A leggere ciò che scrive Miguel de Unamuno nel capitolo introduttivo al romanzo Nebbia, da me letto nell’edizione De Agostini con la traduzione di Flaviarosa Nicoletti Rossini, il titolo di questa recensione giocherebbe con troppa facilità su un comodo giro di parole; il che rifletterebbe la magra considerazione che nutrirei nei confronti dei lettori. Se i guitti italici di zelighiana memoria continuano a impostare il loro repertorio su un indistinguibile casellario di assonanze fonetiche, noi mediocri redattori dal canto nostro, infatti, non sappiamo rinunciare a deboli rimandi metaforici affinché un titolo sia contemporaneamente allusivo e brioso. Del resto, nemmeno i famosi paradossi dello scrittore spagnolo erano poi così alieni da questo ricorso alla figuratività brillante. E poi, come ulteriore giustificazione programmatica, potrei citare lo stesso Nebbia, dove a un certo punto compare una formula che ha intenzionalmente forma epigrammatica: «Chi non confonde si confonde». Cioè, chi non confonde ancor più la nebbia nella quale viviamo cercando di penetrarla, rimane invischiato nella stessa. Anche un deprecato gioco di parole, declinato vieppiù nell’ammiccamento giornalistico, può allora servire allo scopo. Insomma, senza il rifiuto aprioristico del popolano che compie l’autore basco, tutto può servire al tentativo di uscita dal cul-de-sac della nostra esistenza. Miguel de Unamuno fu persona assai eclettica ed è rimasto immeritamente conosciuto quasi esclusivamente in ambito spagnolo. Gli fu sicuramente nemica la concentrazione di grandi intellettuali che contrassegnò l’epoca in cui visse, tra la fine dell’Ottocento e l’inizio del Novecento: Thomas Mann, Sigmund Freud, Marcel Proust e Luigi Pirandello furono portatori di novità letterarie dispiegate con maggior caparbietà e selettività rispetto alla dispersività di Unamuno che ebbe (ed ha) infatti più fortuna come filosofo e saggista che come romanziere e poeta. La sua personalità esuberante, polemicamente sempre sferzante con (in ordine) il re Alfonso XIII, il dittatore Primo de Rivera e infine con il generale Francisco Franco, fu causa dell’esilio e della destituzione dalla carica di rettore dell’Università di Salamanca, la più prestigiosa della Spagna.

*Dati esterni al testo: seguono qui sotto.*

use super::KeyValueStore;
use anyhow::Result;
use async_trait::async_trait;
use std::collections::BTreeMap;
use tokio::sync::RwLock;

/// Process-local store. Contents are lost on restart.
#[derive(Debug, Default)]
pub struct InMemoryStore {
    entries: RwLock<BTreeMap<String, String>>,
}

impl InMemoryStore {
    pub fn new() -> Self {
        Self::default()
    }
}

#[async_trait]
impl KeyValueStore for InMemoryStore {
    async fn set(&self, key: &str, value: &str) -> Result<()> {
        self.entries
            .write()
            .await
            .insert(key.to_string(), value.to_string());
        Ok(())
    }

    async fn get(&self, key: &str) -> Result<Option<String>> {
        Ok(self.entries.read().await.get(key).cloned())
    }

    async fn delete(&self, key: &str) -> Result<bool> {
        Ok(self.entries.write().await.remove(key).is_some())
    }

    async fn keys_with_prefix(&self, prefix: &str) -> Result<Vec<String>> {
        let entries = self.entries.read().await;
        Ok(entries
            .range(prefix.to_string()..)
            .take_while(|(key, _)| key.starts_with(prefix))
            .map(|(key, _)| key.clone())
            .collect())
    }

    async fn entry_count(&self) -> Result<usize> {
        Ok(self.entries.read().await.len())
    }
}

#[cfg(test)]
mod tests {
    use super::*;

    #[tokio::test]
    async fn test_set_get_delete() {
        let store = InMemoryStore::new();
        store.set("keyword:alpha", "2").await.unwrap();

        assert_eq!(store.get("keyword:alpha").await.unwrap(), Some("2".to_string()));
        assert!(store.delete("keyword:alpha").await.unwrap());
        assert!(!store.delete("keyword:alpha").await.unwrap());
        assert_eq!(store.get("keyword:alpha").await.unwrap(), None);
    }

    #[tokio::test]
    async fn test_keys_with_prefix_is_ordered_and_scoped() {
        let store = InMemoryStore::new();
        for key in ["keyword:b", "keyterm:x", "keyword:a", "keywords", "other"] {
            store.set(key, "1").await.unwrap();
        }

        let keys = store.keys_with_prefix("keyword:").await.unwrap();
        assert_eq!(keys, vec!["keyword:a", "keyword:b"]);
        assert_eq!(store.entry_count().await.unwrap(), 5);
    }
}
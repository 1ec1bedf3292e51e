use actix_web::{
    dev::{forward_ready, Service, ServiceRequest, ServiceResponse, Transform},
    Error,
};
use futures_util::future::LocalBoxFuture;
use std::{
    future::{ready, Ready},
    time::Instant,
};
use tracing::{debug, error, info, warn};

/// Logs one line per request, at a level that follows the response status:
/// `info` for success, `warn` for 4xx, `error` for 5xx and handler failures.
pub struct RequestLogging;

impl<S, B> Transform<S, ServiceRequest> for RequestLogging
where
    S: Service<ServiceRequest, Response = ServiceResponse<B>, Error = Error>,
    S::Future: 'static,
    B: 'static,
{
    type Response = ServiceResponse<B>;
    type Error = Error;
    type InitError = ();
    type Transform = RequestLoggingMiddleware<S>;
    type Future = Ready<Result<Self::Transform, Self::InitError>>;

    fn new_transform(&self, service: S) -> Self::Future {
        ready(Ok(RequestLoggingMiddleware { service }))
    }
}

pub struct RequestLoggingMiddleware<S> {
    service: S,
}

impl<S, B> Service<ServiceRequest> for RequestLoggingMiddleware<S>
where
    S: Service<ServiceRequest, Response = ServiceResponse<B>, Error = Error>,
    S::Future: 'static,
    B: 'static,
{
    type Response = ServiceResponse<B>;
    type Error = Error;
    type Future = LocalBoxFuture<'static, Result<Self::Response, Self::Error>>;

    forward_ready!(service);

    fn call(&self, req: ServiceRequest) -> Self::Future {
        let start_time = Instant::now();
        let method = req.method().to_string();
        let path = req.path().to_string();
        let remote_addr = req
            .connection_info()
            .realip_remote_addr()
            .unwrap_or("unknown")
            .to_string();

        debug!(method = %method, path = %path, remote_addr = %remote_addr, "Request started");

        let fut = self.service.call(req);

        Box::pin(async move {
            let result = fut.await;
            let duration_ms = start_time.elapsed().as_millis() as u64;

            match &result {
                Ok(response) => {
                    let status = response.status();
                    if status.is_server_error() {
                        // Handler errors are rendered into the response; surface the cause.
                        let cause = response.response().error().map(|e| e.to_string());
                        error!(
                            method = %method,
                            path = %path,
                            status = status.as_u16(),
                            duration_ms,
                            cause = ?cause,
                            "Request failed"
                        );
                    } else if status.is_client_error() {
                        warn!(
                            method = %method,
                            path = %path,
                            remote_addr = %remote_addr,
                            status = status.as_u16(),
                            duration_ms,
                            "Request rejected"
                        );
                    } else {
                        info!(
                            method = %method,
                            path = %path,
                            status = status.as_u16(),
                            duration_ms,
                            "Request completed"
                        );
                    }
                }
                Err(err) => {
                    error!(
                        method = %method,
                        path = %path,
                        remote_addr = %remote_addr,
                        duration_ms,
                        error = %err,
                        "Request failed"
                    );
                }
            }

            result
        })
    }
}
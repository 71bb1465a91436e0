// ============================================================
// Layer 6: Tokenizer Store
// ============================================================
// Loads the pretrained model's HuggingFace `tokenizer.json` and
// exposes it through the domain's Vocabulary trait. Token ids
// index rows of the embedding table, so the tokenizer must come
// from the same checkpoint as the embeddings.

use std::path::Path;

use anyhow::{anyhow, Result};
use tokenizers::Tokenizer;

use crate::domain::traits::Vocabulary;

pub struct HfVocabulary {
    tokenizer: Tokenizer,
}

impl HfVocabulary {
    pub fn from_file(path: impl AsRef<Path>) -> Result<Self> {
        let path = path.as_ref();
        let tokenizer = Tokenizer::from_file(path)
            .map_err(|e| anyhow!("Cannot load tokenizer from '{}': {}", path.display(), e))?;
        tracing::info!(
            "Loaded tokenizer from '{}' ({} tokens)",
            path.display(),
            tokenizer.get_vocab_size(true)
        );
        Ok(Self { tokenizer })
    }
}

impl Vocabulary for HfVocabulary {
    fn single_token(&self, text: &str) -> Result<Option<u32>> {
        // No special tokens: we want the word's own tokens only
        let enc = self.tokenizer
            .encode(text, false)
            .map_err(|e| anyhow!("Tokenisation error: {e}"))?;
        let [id] = enc.get_ids() else {
            return Ok(None);
        };
        // Out-of-vocabulary words encode to the unknown token, whose
        // text ("[UNK]", "<unk>") does not give the word back
        let decoded = self.token_text(*id)?;
        Ok((decoded.trim() == text.trim()).then_some(*id))
    }

    fn token_text(&self, id: u32) -> Result<String> {
        self.tokenizer
            .decode(&[id], false)
            .map_err(|e| anyhow!("Decode error for token {id}: {e}"))
    }

    fn vocab_size(&self) -> usize {
        self.tokenizer.get_vocab_size(true)
    }
}
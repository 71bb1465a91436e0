// ============================================================
// Layer 2 — SweepUseCase
// ============================================================
// Runs the cartesian product of a config of value lists:
//
//   datasets × transforms × losses × seeds × lrs × weight_decays
//            × epochs × embed_ln × apply_ln
//
// Parallelism mirrors a multi-process sweep: the `datasets` list is
// split into `workers` contiguous chunks, each chunk runs on its own
// rayon thread, and every worker goes through its runs one by one.
// The embedding table and tokenizer are loaded once and shared
// read-only; nothing else is shared. A failed run is logged and
// recorded, and its worker moves on to the next run.
//
// Output: <output_dir>/<run name>/...      one run directory per run
//         <output_dir>/sweep_results.json  every run's outcome
//
// Reference: rayon crate documentation (ThreadPool, par_iter)

use std::{collections::HashSet, fs, path::{Path, PathBuf}};

use anyhow::{Context, Result};
use rayon::prelude::*;
use serde::{Deserialize, Serialize};

use crate::application::train_use_case::{run_with, Resources, RunConfig, RunResults};
use crate::domain::kinds::{LossKind, TransformKind};

const RESULTS_FILE: &str = "sweep_results.json";

// ─── Sweep Configuration ──────────────────────────────────────────────────────
// `base` supplies every setting not swept. An empty list means
// "use the base value".
#[derive(Debug, Clone, Serialize, Deserialize)]
#[serde(default)]
pub struct SweepConfig {
    pub base:          RunConfig,
    pub output_dir:    PathBuf,
    pub workers:       usize,

    pub datasets:      Vec<PathBuf>,
    pub transforms:    Vec<TransformKind>,
    pub losses:        Vec<LossKind>,
    pub seeds:         Vec<u64>,
    pub lrs:           Vec<f64>,
    pub weight_decays: Vec<f64>,
    pub epochs:        Vec<usize>,
    pub embed_ln:      Vec<bool>,
    pub apply_ln:      Vec<bool>,
}

impl Default for SweepConfig {
    fn default() -> Self {
        Self {
            base:          RunConfig::default(),
            output_dir:    PathBuf::from("runs/sweep"),
            workers:       1,
            datasets:      Vec::new(),
            transforms:    Vec::new(),
            losses:        Vec::new(),
            seeds:         Vec::new(),
            lrs:           Vec::new(),
            weight_decays: Vec::new(),
            epochs:        Vec::new(),
            embed_ln:      Vec::new(),
            apply_ln:      Vec::new(),
        }
    }
}

fn or_base<T: Clone>(values: &[T], base: T) -> Vec<T> {
    if values.is_empty() { vec![base] } else { values.to_vec() }
}

impl SweepConfig {
    pub fn from_file(path: &Path) -> Result<Self> {
        let json = fs::read_to_string(path)
            .with_context(|| format!("Cannot read sweep config '{}'", path.display()))?;
        serde_json::from_str(&json)
            .with_context(|| format!("'{}' is not a valid sweep config", path.display()))
    }

    /// Swept datasets in order, each listed once; workers are split by
    /// dataset, so a repeat would hand the same runs to two workers.
    pub fn datasets(&self) -> Vec<PathBuf> {
        let mut seen = HashSet::new();
        or_base(&self.datasets, self.base.pairs.clone())
            .into_iter()
            .filter(|d| seen.insert(d.clone()))
            .collect()
    }

    /// Every run of the sweep, in a fixed order, each with its own
    /// output directory under `output_dir`.
    pub fn expand(&self) -> Vec<RunConfig> {
        let b = &self.base;
        let mut runs = Vec::new();
        for dataset in self.datasets() {
            for &transform in &or_base(&self.transforms, b.transform) {
                for &loss in &or_base(&self.losses, b.loss) {
                    for &seed in &or_base(&self.seeds, b.seed) {
                        for &lr in &or_base(&self.lrs, b.lr) {
                            for &weight_decay in &or_base(&self.weight_decays, b.weight_decay) {
                                for &epochs in &or_base(&self.epochs, b.epochs) {
                                    for &embed_ln in &or_base(&self.embed_ln, b.embed_ln) {
                                        for &apply_ln in &or_base(&self.apply_ln, b.apply_ln) {
                                            let mut cfg = RunConfig {
                                                pairs: dataset.clone(),
                                                transform,
                                                loss,
                                                seed,
                                                lr,
                                                weight_decay,
                                                epochs,
                                                embed_ln,
                                                apply_ln,
                                                ..b.clone()
                                            };
                                            cfg.output_dir = self.output_dir.join(run_name(runs.len(), &cfg));
                                            runs.push(cfg);
                                        }
                                    }
                                }
                            }
                        }
                    }
                }
            }
        }
        runs
    }
}

fn run_name(index: usize, cfg: &RunConfig) -> String {
    let dataset = cfg.pairs.file_stem().and_then(|s| s.to_str()).unwrap_or("dataset");
    format!("{index:04}-{dataset}-{}-{}-seed{}", cfg.transform, cfg.loss, cfg.seed)
}

/// Split `items` into at most `workers` contiguous chunks whose sizes
/// differ by at most one, larger chunks first.
pub fn split_for_workers<T: Clone>(items: &[T], workers: usize) -> Vec<Vec<T>> {
    let n = workers.clamp(1, items.len().max(1));
    let (base, extra) = (items.len() / n, items.len() % n);
    let mut chunks = Vec::with_capacity(n);
    let mut start = 0;
    for i in 0..n {
        let len = base + usize::from(i < extra);
        chunks.push(items[start..start + len].to_vec());
        start += len;
    }
    chunks.retain(|c| !c.is_empty());
    chunks
}

// ─── Sweep Results ────────────────────────────────────────────────────────────
#[derive(Debug, Clone, Serialize, Deserialize)]
pub struct SweepEntry {
    pub output_dir: PathBuf,
    pub dataset:    PathBuf,
    pub transform:  TransformKind,
    pub loss:       LossKind,
    pub seed:       u64,
    pub worker:     usize,
    pub results:    Option<RunResults>,
    pub error:      Option<String>,
}

impl SweepEntry {
    pub fn succeeded(&self) -> bool {
        self.error.is_none()
    }
}

// ─── SweepUseCase ─────────────────────────────────────────────────────────────
pub struct SweepUseCase {
    config: SweepConfig,
}

impl SweepUseCase {
    pub fn new(config: SweepConfig) -> Self {
        Self { config }
    }

    pub fn execute(&self) -> Result<Vec<SweepEntry>> {
        let cfg = &self.config;
        let runs = cfg.expand();
        let chunks = split_for_workers(&cfg.datasets(), cfg.workers);
        tracing::info!("Sweep: {} runs over {} worker(s)", runs.len(), chunks.len());

        // Shared by every worker
        let b = &cfg.base;
        let resources = Resources::load(&b.embeddings, &b.tensor_name, &b.tokenizer)?;

        let pool = rayon::ThreadPoolBuilder::new()
            .num_threads(chunks.len())
            .build()
            .context("Cannot start sweep worker threads")?;

        let per_worker: Vec<Vec<SweepEntry>> = pool.install(|| {
            chunks
                .par_iter()
                .enumerate()
                .map(|(worker, datasets)| {
                    let mine: Vec<&RunConfig> = runs.iter().filter(|r| datasets.contains(&r.pairs)).collect();
                    tracing::info!("Worker {} starting {} runs", worker, mine.len());
                    mine.into_iter().map(|run| run_one(worker, run, &resources)).collect()
                })
                .collect()
        });

        let mut entries: Vec<SweepEntry> = per_worker.into_iter().flatten().collect();
        entries.sort_by(|a, b| a.output_dir.cmp(&b.output_dir));

        let failed = entries.iter().filter(|e| !e.succeeded()).count();
        tracing::info!("Sweep finished: {} ok, {} failed", entries.len() - failed, failed);

        fs::create_dir_all(&cfg.output_dir)
            .with_context(|| format!("Cannot create sweep directory '{}'", cfg.output_dir.display()))?;
        let path = cfg.output_dir.join(RESULTS_FILE);
        fs::write(&path, serde_json::to_string_pretty(&entries)?)
            .with_context(|| format!("Cannot write sweep results to '{}'", path.display()))?;
        Ok(entries)
    }
}

fn run_one(worker: usize, run: &RunConfig, resources: &Resources) -> SweepEntry {
    tracing::info!("[worker {}] {}", worker, run.output_dir.display());
    let outcome = run_with(run, resources);
    if let Err(e) = &outcome {
        tracing::warn!("[worker {}] run '{}' failed: {:#}", worker, run.output_dir.display(), e);
    }
    let (results, error) = match outcome {
        Ok(r)  => (Some(r), None),
        Err(e) => (None, Some(format!("{e:#}"))),
    };
    SweepEntry {
        output_dir: run.output_dir.clone(),
        dataset:    run.pairs.clone(),
        transform:  run.transform,
        loss:       run.loss,
        seed:       run.seed,
        worker,
        results,
        error,
    }
}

Anche la vita spirituale non fu per lui mai pacifica: nonostante il suo convinto cristianesimo, ebbe irrisolte crisi di fede che lo portarono ad abbandonare il dogmatismo cattolico ma che non gli fecero perdere il sostegno dell’idea dell’immortalità dell’anima. Così scrive di lui, ad esempio, il personaggio fittizio di Victor Goti nel Prologo di Nebbia: «La sua idea fissa, monomaniaca, è che se la sua anima non è immortale e se non lo sono le anime degli altri uomini e anche di tutte le cose, ed immortale secondo l’interpretazione degli ingenui cattolici del medioevo, allora, se non è così, nulla vale nulla e non vi è sforzo che valga la pena di compiere». Uomo di contrasti ma non di contraddizioni, Unamuno fu però il miglior esegeta di sé stesso, come è dimostrato dalla lucidissima analisi dei suoi rapporti con Pirandello nel famoso articolo Pirandello e io, che scrisse quando gli fu fatta notare dai critici la straordinaria similarità di temi trattati con il futuro Nobel per la letteratura. Nebbia, infatti, scritto nel 1907 anticipa, ad esempio, di parecchi anni il tema dell’incontro del personaggio fittizio con il proprio creatore, presente in opere pirandelliane come Sei personaggi in cerca d’autore e Così è (se vi pare). Il libro di Unamuno non fa però di questo espediente la trovata principale attorno alla quale ruota l’intera vicenda. Nebbia è difatti un romanzo filosofico dove sono abbondanti le sperimentazioni, pur nella sua sostanziale brevità (che ha fatto parlare, a torto, alcuni critici di racconto lungo). Prima della vicenda vera e propria troviamo un Prologo firmato da Victor Goti, sedicente scrittore e amico del protagonista Augusto Pérez. Unamuno in questa introduzione accenna appena ai temi metanarrativi e piuttosto la indirizza verso la stesura di una specie di brogliaccio di appunti filosofici, dove si salta molto allegramente da un argomento all’altro. Questo capitolo simula una gemmazione di pensiero che vorrebbe rifarsi alla concatenazione spontanea del dialogo ma una tale struttura di accumulo, vuoi per la brevità delle pur notevoli esternazioni, dà al tutto un carattere di giustapposizione di tesi maturate altrove. In questo modo al neofita di tematiche unamuniane occorre almeno una rilettura per cogliere il senso della posizione di un Prologo che assomiglia a un epilogo.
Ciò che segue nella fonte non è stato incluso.